The Emergence of Venture Philanthropy
They made the controversial assertion that “Philanthropy’s natural state is underperformance.” Saying that it does good, but could do more if attention were paid to how to give money. Tierney noted that the mid-90’s marked an inflection point for not-for-profits. Since then, a language for social change has emerged (“social return on investment, social entrepreneur”), and we’re seeing a talent transfer with business people like Omidyar, Gates, and the Bridgespan partners leaving their business roots to focus on working in philanthropy (but bringing their business point-of-view and skill set). There’s also a whole new level of information transfer with Stanford Social Impact Review (the new “journal of record” for the non-profit space, according to Fleishman) and papers and case studies published by Bridgespan–with this much shared learning, there are bound to be fast changes in the space.
The authors noted a change in funding strategies where historically, most foundations have been set up to last “in perpetuity”, while more of the current generation philanthropists are creating “spend down” foundations, so they will see the results in their lifetimes, or the money will be spent within the next generation. It gives the foundation management a different mindset if they don’t have to preserve the institution forever.
Andrew Carnegie, the Original Engaged Philanthropist
Fleishman described Andrew Carnegie as the prototype of an engaged philanthropist: At age 36, Carnegie said that he would devote the rest of his life to giving away what he had earned. His innovations included the creation of TIAA-CREF (to provide pensions for educators) as well as the first Challenge Grants (offering to fund the building for a library if the town would pay its ongoing operating cost and buy the books. He constructed 2500 libraries on those terms.) He also worked to bring world leaders together to avert World War I, and created the Carnegie Institute (later part of CMU.)
Silicon Valley vs. East Coast Philanthropy
Asked about the differences between Silicon Valley philanthropy compared to the traditional power centers on the East Coast, the authors noted that there is more of an orientation to experimentation here “Let’s try it and see what happens,” with a willingness to experiment outside the conventional boundaries.
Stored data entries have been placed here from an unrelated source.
fn render_title(f: &mut Frame, area: Rect, editor: &AdminEditor, theme: &Theme) {
    let state = editor.session.state();
    let mut spans = vec![
        Span::styled(
            format!(" {APP_NAME} Admin "),
            Style::default()
                .fg(theme.primary)
                .add_modifier(Modifier::BOLD),
        ),
        Span::styled(
            format!("[{state}]"),
            Style::default().fg(theme.state_color(state)),
        ),
    ];
    if let Some(at) = editor.session.last_saved() {
        let local = at.with_timezone(&chrono::Local);
        spans.push(Span::styled(
            format!("  last saved {}", local.format("%H:%M:%S")),
            Style::default().fg(theme.text_muted),
        ));
    }

    let title = Paragraph::new(Line::from(spans)).block(
        Block::default()
            .borders(Borders::ALL)
            .border_style(Style::default().fg(theme.primary)),
    );
    f.render_widget(title, area);
}

fn render_list(
    f: &mut Frame,
    area: Rect,
    title: &str,
    items: &[String],
    editor: &AdminEditor,
    pane: Pane,
    theme: &Theme,
) {
    let focused = editor.pane == pane;
    let lines: Vec<Line> = items
        .iter()
        .enumerate()
        .map(|(index, item)| {
            let selected = focused && index == editor.selected;
            let style = if selected {
                Style::default()
                    .fg(theme.accent)
                    .bg(theme.highlight_bg)
                    .add_modifier(Modifier::BOLD)
            } else {
                Style::default().fg(theme.text)
            };
            Line::from(Span::styled(format!("{:>2}. {}", index, item), style))
        })
        .collect();

    let border = if focused { theme.accent } else { theme.text_muted };
    let list = Paragraph::new(lines).wrap(Wrap { trim: false }).block(
        Block::default()
            .title(format!(" {title} ({}) ", items.len()))
            .borders(Borders::ALL)
            .border_style(Style::default().fg(border)),
    );
    f.render_widget(list, area);
}

fn render_input(f: &mut Frame, area: Rect, editor: &AdminEditor, theme: &Theme) {
    let (label, content, style) = match &editor.mode {
        InputMode::EditLine { index, buffer } => (
            format!(" Line {index} "),
            format!("{buffer}_"),
            Style::default().fg(theme.text),
        ),
        InputMode::BannerPath { replace, buffer } => (
            if replace.is_some() {
                " Replacement image file ".to_string()
            } else {
                " Image file to add ".to_string()
            },
            format!("{buffer}_"),
            Style::default().fg(theme.text),
        ),
        _ => match &editor.status {
            Some(status) if status.is_error => (
                " Status ".to_string(),
                status.text.clone(),
                Style::default().fg(theme.error),
            ),
            Some(status) => (
                " Status ".to_string(),
                status.text.clone(),
                Style::default().fg(theme.success),
            ),
            None => (" Status ".to_string(), String::new(), Style::default()),
        },
    };

    let input = Paragraph::new(content).style(style).block(
        Block::default()
            .title(label)
            .borders(Borders::ALL)
            .border_style(Style::default().fg(theme.primary)),
    );
    f.render_widget(input, area);
}

fn render_help(f: &mut Frame, area: Rect, editor: &AdminEditor, theme: &Theme) {
    let help = match editor.mode {
        InputMode::EditLine { .. } | InputMode::BannerPath { .. } => "Enter: confirm  Esc: cancel",
        InputMode::ConfirmReset | InputMode::ConfirmQuit => "y: yes  any other key: no",
        InputMode::Normal => match editor.pane {
            Pane::Ticker => {
                "Tab: banners  ↑↓: select  Enter: edit  a: add  d: remove  s: save  u: undo all  R: reset  t: theme  q: quit"
            }
            Pane::Banners => {
                "Tab: ticker  ↑↓: select  a: add file  r: replace  d: remove  s: save  u: undo all  R: reset  t: theme  q: quit"
            }
        },
    };
    f.render_widget(
        Paragraph::new(help).style(Style::default().fg(theme.text_muted)),
        area,
    );
}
“Overhead” as viewed by Business and Non-Profit Leaders
They pointed out an interesting difference between the for-profit and the not-for-profit world. Businesses proudly proclaim “Our people are our most important asset.” and payroll is commonly 25% of costs. But when those same business leaders shift over to the non-profit space, that “most important asset” suddenly becomes “overhead” and is squeezed to 12-15%.
Advice for Your Philanthropy
Tierney and Fleishman strongly encouraged philanthropists to be “not merely giving your money–giving yourself, your time. Put your life into it!” “If you don’t the things you really care about, you’ll just give money–not time, not get your friends involved.” These personal connections with causes are the “anchors” that keep you going and prevent you from just being adrift.
A personal thanks….
Tom and Joel were signing books at the event, and I was really impressed that they not only took the time to sign them, but listened to me as I explained my interest in their work, and personalized the dedication, offering their best wishes for the success of Giving Back!